- **Data section**
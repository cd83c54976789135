// SPDX-License-Identifier: AGPL-3.0-or-later
//
// Copyright (C) 2026 The todo-api-server authors

use axum::{
    extract::{Path, State},
    http::StatusCode,
    Json,
};

use crate::{
    auth::Auth,
    error::ApiError,
    models::{CreateTodoRequest, Todo},
    state::AppState,
};

#[utoipa::path(
    get,
    path = "/api/todos",
    tag = "Todos",
    responses((status = 200, body = [Todo]))
)]
pub async fn list_todos(
    State(state): State<AppState>,
    Auth(user): Auth,
) -> Result<Json<Vec<Todo>>, ApiError> {
    let store = state.store.read().await;
    Ok(Json(store.list(&user.user_id)))
}

#[utoipa::path(
    post,
    path = "/api/todos",
    request_body = CreateTodoRequest,
    tag = "Todos",
    responses((status = 201, body = Todo))
)]
pub async fn create_todo(
    State(state): State<AppState>,
    Auth(user): Auth,
    Json(request): Json<CreateTodoRequest>,
) -> Result<(StatusCode, Json<Todo>), ApiError> {
    let mut store = state.store.write().await;
    let todo = store.insert(&user.user_id, request);
    Ok((StatusCode::CREATED, Json(todo)))
}

#[utoipa::path(
    get,
    path = "/api/todos/{todo_id}",
    params(
        ("todo_id" = i64, Path, description = "Identifier of the todo item")
    ),
    tag = "Todos",
    responses((status = 200, body = Todo), (status = 404))
)]
pub async fn get_todo(
    Path(todo_id): Path<i64>,
    State(state): State<AppState>,
    Auth(user): Auth,
) -> Result<Json<Todo>, ApiError> {
    let store = state.store.read().await;
    let todo = store
        .get(&user.user_id, todo_id)
        .ok_or_else(|| ApiError::not_found("Todo not found"))?;
    Ok(Json(todo))
}

/// Items belonging to other users read as absent, so a foreign id gets the
/// same 404 as a nonexistent one.
#[utoipa::path(
    post,
    path = "/api/todos/{todo_id}/complete",
    params(
        ("todo_id" = i64, Path, description = "Identifier of the todo item")
    ),
    tag = "Todos",
    responses((status = 200, body = Todo), (status = 404))
)]
pub async fn complete_todo(
    Path(todo_id): Path<i64>,
    State(state): State<AppState>,
    Auth(user): Auth,
) -> Result<Json<Todo>, ApiError> {
    let mut store = state.store.write().await;
    let todo = store
        .set_completed(&user.user_id, todo_id, true)
        .ok_or_else(|| ApiError::not_found("Todo not found"))?;
    Ok(Json(todo))
}
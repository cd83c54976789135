// SPDX-License-Identifier: AGPL-3.0-or-later
//
// Copyright (C) 2026 The todo-api-server authors

use std::net::SocketAddr;
use std::process;

use tokio_util::sync::CancellationToken;
use tracing::{error, info};
use tracing_subscriber::EnvFilter;

use todo_api_server::api::router;
use todo_api_server::auth::TokenVerifier;
use todo_api_server::cleanup::CleanupJob;
use todo_api_server::config::{AppConfig, LogFormat};
use todo_api_server::state::AppState;
use todo_api_server::storage::ObjectStore;

#[tokio::main]
async fn main() {
    // Configuration before logging so LOG_FORMAT can take effect, with
    // load failures reported on stderr.
    let config = match AppConfig::load() {
        Ok(config) => config,
        Err(e) => {
            eprintln!("configuration error: {e}");
            process::exit(1);
        }
    };

    init_tracing(config.log_format);

    let objects = match ObjectStore::from_config(&config).await {
        Ok(objects) => objects,
        Err(e) => {
            error!(error = %e, "failed to initialize storage backend");
            process::exit(1);
        }
    };

    let verifier = TokenVerifier::from_settings(&config.auth);
    let state = AppState::new(verifier, objects);

    let shutdown = CancellationToken::new();
    if let Some(interval) = config.cleanup_interval {
        let job = CleanupJob::new(state.store.clone(), state.objects.clone(), interval);
        tokio::spawn(job.run(shutdown.clone()));
    }

    let app = router(state);

    let addr: SocketAddr = match format!("{}:{}", config.host, config.port).parse() {
        Ok(addr) => addr,
        Err(e) => {
            error!(host = %config.host, port = config.port, error = %e, "invalid bind address");
            process::exit(1);
        }
    };

    let listener = match tokio::net::TcpListener::bind(addr).await {
        Ok(listener) => listener,
        Err(e) => {
            error!(%addr, error = %e, "failed to bind");
            process::exit(1);
        }
    };

    info!(%addr, "Todo API server listening (docs at /docs)");

    let serve_shutdown = shutdown.clone();
    let result = axum::serve(listener, app.into_make_service())
        .with_graceful_shutdown(async move {
            shutdown_signal().await;
            serve_shutdown.cancel();
        })
        .await;

    if let Err(e) = result {
        error!(error = %e, "server error");
        process::exit(1);
    }

    info!("Todo API server stopped");
}

fn init_tracing(format: LogFormat) {
    let filter = EnvFilter::try_from_default_env().unwrap_or_else(|_| EnvFilter::new("info"));
    let builder = tracing_subscriber::fmt().with_env_filter(filter);
    match format {
        LogFormat::Json => builder.json().init(),
        LogFormat::Pretty => builder.init(),
    }
}

async fn shutdown_signal() {
    if let Err(e) = tokio::signal::ctrl_c().await {
        error!(error = %e, "failed to listen for shutdown signal");
        // Without a signal handler the only way out is external; park here.
        std::future::pending::<()>().await;
    }
    info!("Shutdown signal received");
}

- **Problem to solve**
The full set of records must be output again exactly.

- **Task result**
repository cd83c54976789135
// SPDX-License-Identifier: AGPL-3.0-or-later
//
// Copyright (C) 2026 The todo-api-server authors

use axum::{
    extract::{Path, State},
    http::StatusCode,
    Json,
};

use crate::{
    auth::Auth,
    error::ApiError,
    models::{CreateTodoRequest, Todo},
    state::AppState,
};

#[utoipa::path(
    get,
    path = "/api/todos",
    tag = "Todos",
    responses((status = 200, body = [Todo]))
)]
pub async fn list_todos(
    State(state): State<AppState>,
    Auth(user): Auth,
) -> Result<Json<Vec<Todo>>, ApiError> {
    let store = state.store.read().await;
    Ok(Json(store.list(&user.user_id)))
}

#[utoipa::path(
    post,
    path = "/api/todos",
    request_body = CreateTodoRequest,
    tag = "Todos",
    responses((status = 201, body = Todo))
)]
pub async fn create_todo(
    State(state): State<AppState>,
    Auth(user): Auth,
    Json(request): Json<CreateTodoRequest>,
) -> Result<(StatusCode, Json<Todo>), ApiError> {
    let mut store = state.store.write().await;
    let todo = store.insert(&user.user_id, request);
    Ok((StatusCode::CREATED, Json(todo)))
}

#[utoipa::path(
    get,
    path = "/api/todos/{todo_id}",
    params(
        ("todo_id" = i64, Path, description = "Identifier of the todo item")
    ),
    tag = "Todos",
    responses((status = 200, body = Todo), (status = 404))
)]
pub async fn get_todo(
    Path(todo_id): Path<i64>,
    State(state): State<AppState>,
    Auth(user): Auth,
) -> Result<Json<Todo>, ApiError> {
    let store = state.store.read().await;
    let todo = store
        .get(&user.user_id, todo_id)
        .ok_or_else(|| ApiError::not_found("Todo not found"))?;
    Ok(Json(todo))
}

/// Items belonging to other users read as absent, so a foreign id gets the
/// same 404 as a nonexistent one.
#[utoipa::path(
    post,
    path = "/api/todos/{todo_id}/complete",
    params(
        ("todo_id" = i64, Path, description = "Identifier of the todo item")
    ),
    tag = "Todos",
    responses((status = 200, body = Todo), (status = 404))
)]
pub async fn complete_todo(
    Path(todo_id): Path<i64>,
    State(state): State<AppState>,
    Auth(user): Auth,
) -> Result<Json<Todo>, ApiError> {
    let mut store = state.store.write().await;
    let todo = store
        .set_completed(&user.user_id, todo_id, true)
        .ok_or_else(|| ApiError::not_found("Todo not found"))?;
    Ok(Json(todo))
}
repository cd83c54976789135
// SPDX-License-Identifier: AGPL-3.0-or-later
//
// Copyright (C) 2026 The todo-api-server authors

use std::net::SocketAddr;
use std::process;

use tokio_util::sync::CancellationToken;
use tracing::{error, info};
use tracing_subscriber::EnvFilter;

use todo_api_server::api::router;
use todo_api_server::auth::TokenVerifier;
use todo_api_server::cleanup::CleanupJob;
use todo_api_server::config::{AppConfig, LogFormat};
use todo_api_server::state::AppState;
use todo_api_server::storage::ObjectStore;

#[tokio::main]
async fn main() {
    // Configuration before logging so LOG_FORMAT can take effect, with
    // load failures reported on stderr.
    let config = match AppConfig::load() {
        Ok(config) => config,
        Err(e) => {
            eprintln!("configuration error: {e}");
            process::exit(1);
        }
    };

    init_tracing(config.log_format);

    let objects = match ObjectStore::from_config(&config).await {
        Ok(objects) => objects,
        Err(e) => {
            error!(error = %e, "failed to initialize storage backend");
            process::exit(1);
        }
    };

    let verifier = TokenVerifier::from_settings(&config.auth);
    let state = AppState::new(verifier, objects);

    let shutdown = CancellationToken::new();
    if let Some(interval) = config.cleanup_interval {
        let job = CleanupJob::new(state.store.clone(), state.objects.clone(), interval);
        tokio::spawn(job.run(shutdown.clone()));
    }

    let app = router(state);

    let addr: SocketAddr = match format!("{}:{}", config.host, config.port).parse() {
        Ok(addr) => addr,
        Err(e) => {
            error!(host = %config.host, port = config.port, error = %e, "invalid bind address");
            process::exit(1);
        }
    };

    let listener = match tokio::net::TcpListener::bind(addr).await {
        Ok(listener) => listener,
        Err(e) => {
            error!(%addr, error = %e, "failed to bind");
            process::exit(1);
        }
    };

    info!(%addr, "Todo API server listening (docs at /docs)");

    let serve_shutdown = shutdown.clone();
    let result = axum::serve(listener, app.into_make_service())
        .with_graceful_shutdown(async move {
            shutdown_signal().await;
            serve_shutdown.cancel();
        })
        .await;

    if let Err(e) = result {
        error!(error = %e, "server error");
        process::exit(1);
    }

    info!("Todo API server stopped");
}

fn init_tracing(format: LogFormat) {
    let filter = EnvFilter::try_from_default_env().unwrap_or_else(|_| EnvFilter::new("info"));
    let builder = tracing_subscriber::fmt().with_env_filter(filter);
    match format {
        LogFormat::Json => builder.json().init(),
        LogFormat::Pretty => builder.init(),
    }
}

async fn shutdown_signal() {
    if let Err(e) = tokio::signal::ctrl_c().await {
        error!(error = %e, "failed to listen for shutdown signal");
        // Without a signal handler the only way out is external; park here.
        std::future::pending::<()>().await;
    }
    info!("Shutdown signal received");
}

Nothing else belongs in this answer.